Nicht austauschbar ist der gewählte Filmdrehort: Tongyeong gibt den Handlungen den gewissen Windstoß, umschließt atmosphärisch die Begegnungen. Wohl beiläufig spielt der Film an ein paar wenigen Orten innerhalb Tongyeongs, die abwechselnd von verschiedenen ProtagonistInnen dekoriert werden. Menschen sind selbst für Orte austauschbar. 

Während Moon-kyung immer mehr an seinem Liebeskummer zu verzweifeln scheint, besucht ihn die historische Figur des Admirals, dem als regional gefeierter Held viel Achtung geschenkt wird. Im Traum nimmt der Admiral eine beratende Rolle, fast schon die des Vaters ein. Seine Weisheit veranlasst Moon-kyung, vor ihm in die Knie zu fallen. Daraufhin der Admiral: „Believe with your own eyes“.

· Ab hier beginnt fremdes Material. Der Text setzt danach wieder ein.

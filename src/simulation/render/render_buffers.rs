//! Default `VisualSink`: flat per-frame buffers for JS.
//!
//! Layout per frame:
//! - `frame_ids[i]`             particle id
//! - `frame_data[i * 5 ..][..5]` x%, y%, rotation (deg), opacity, size%
//! - `trail_ids[j]`             parent particle id
//! - `trail_data[j * 3 ..][..3]` x%, y%, opacity
//!
//! Creation and removal of DOM counterparts go through the spawn/release
//! queues, drained by JS after each frame.

use std::collections::HashSet;

use serde::Serialize;

use crate::domain::host::HostId;
use crate::domain::particle::{Particle, ParticleId};

use super::visual_sink::{VisualSink, VisualState};

pub const FRAME_STRIDE: usize = 5;
pub const TRAIL_STRIDE: usize = 3;

/// What JS needs to build a counterpart
#[derive(Clone, Debug, PartialEq, Serialize)]
#[serde(rename_all = "camelCase")]
pub struct SpawnRecord {
    pub id: u32,
    pub host: u32,
    pub size: f32,
    pub size_class: u8,
    pub filled: bool,
    pub scheme: u8,
    pub trail_length: u8,
}

#[derive(Default)]
pub struct RenderBuffers {
    live: HashSet<ParticleId>,
    spawned: Vec<SpawnRecord>,
    released: Vec<u32>,
    processing_cleared: Vec<u32>,
    frame_ids: Vec<u32>,
    frame_data: Vec<f32>,
    trail_ids: Vec<u32>,
    trail_data: Vec<f32>,
}

impl RenderBuffers {
    pub fn new() -> Self {
        Self::default()
    }

    pub fn take_spawned(&mut self) -> Vec<SpawnRecord> {
        std::mem::take(&mut self.spawned)
    }

    pub fn take_spawned_json(&mut self) -> String {
        let records = self.take_spawned();
        serde_json::to_string(&records).unwrap_or_else(|_| "[]".to_string())
    }

    pub fn take_released(&mut self) -> Vec<u32> {
        std::mem::take(&mut self.released)
    }

    pub fn take_processing_cleared(&mut self) -> Vec<u32> {
        std::mem::take(&mut self.processing_cleared)
    }

    /// JS reports that a counterpart vanished from the page on its own.
    /// The particle keeps simulating until its host is pruned.
    pub fn detach_visual(&mut self, id: u32) -> bool {
        self.live.remove(&ParticleId(id))
    }

    pub fn is_live(&self, id: ParticleId) -> bool {
        self.live.contains(&id)
    }

    pub fn live_count(&self) -> usize {
        self.live.len()
    }

    pub fn frame_len(&self) -> usize {
        self.frame_ids.len()
    }

    pub fn frame_ids(&self) -> &[u32] {
        &self.frame_ids
    }

    pub fn frame_data(&self) -> &[f32] {
        &self.frame_data
    }

    pub fn trail_ids(&self) -> &[u32] {
        &self.trail_ids
    }

    pub fn trail_data(&self) -> &[f32] {
        &self.trail_data
    }

    /// Frame row for `id`, if it was written this frame
    pub fn row(&self, id: ParticleId) -> Option<&[f32]> {
        let i = self.frame_ids.iter().position(|&v| v == id.0)?;
        self.frame_data.get(i * FRAME_STRIDE..(i + 1) * FRAME_STRIDE)
    }
}

impl VisualSink for RenderBuffers {
    fn begin_frame(&mut self, _frame: u64) {
        self.frame_ids.clear();
        self.frame_data.clear();
        self.trail_ids.clear();
        self.trail_data.clear();
    }

    fn spawn(&mut self, host: HostId, particle: &Particle) {
        self.live.insert(particle.id);
        self.spawned.push(SpawnRecord {
            id: particle.id.0,
            host: host.to_raw(),
            size: particle.size,
            size_class: particle.size_class,
            filled: particle.variant.filled,
            scheme: particle.variant.scheme,
            trail_length: particle.trail_followers().len() as u8,
        });
    }

    fn update(&mut self, state: &VisualState<'_>) -> bool {
        if !self.live.contains(&state.id) {
            return false;
        }
        self.frame_ids.push(state.id.0);
        self.frame_data
            .extend_from_slice(&[state.x_pct, state.y_pct, state.rotation, state.opacity, state.size_pct]);

        for f in state.trail {
            self.trail_ids.push(state.id.0);
            self.trail_data
                .extend_from_slice(&[state.pct_x(f.pos.x), state.pct_y(f.pos.y), state.opacity * f.opacity]);
        }
        true
    }

    fn release(&mut self, id: ParticleId) {
        if !self.live.remove(&id) {
            return;
        }
        // never handed to JS: just forget it
        if let Some(i) = self.spawned.iter().position(|r| r.id == id.0) {
            self.spawned.remove(i);
            return;
        }
        self.released.push(id.0);
    }

    fn processing_cleared(&mut self, host: HostId) {
        self.processing_cleared.push(host.to_raw());
    }
}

Es eröffnet sich die große Frage vom Wechselspiel des Sehens und Wissens. Wie können wir dem trauen, was wir sehen? Der Film spielt auf komödiantische Weise mit dem Sehen als ein unvoreingenommenes Wissen. Im weiteren Sinne mit Wahrheit und Lüge. Auch die Wahrheit ist schließlich austauschbar. Die Männer werden öfters von ihren Frauen als Lügner beschuldigt. Aber ist ein Lügner nicht vielleicht ein Fühlender, der nicht sehen kann? Oder ein Verdränger allen Übels? – ein Nichtsahnender? 

„You only see as much as you know“ oder „The less you know the more you see“?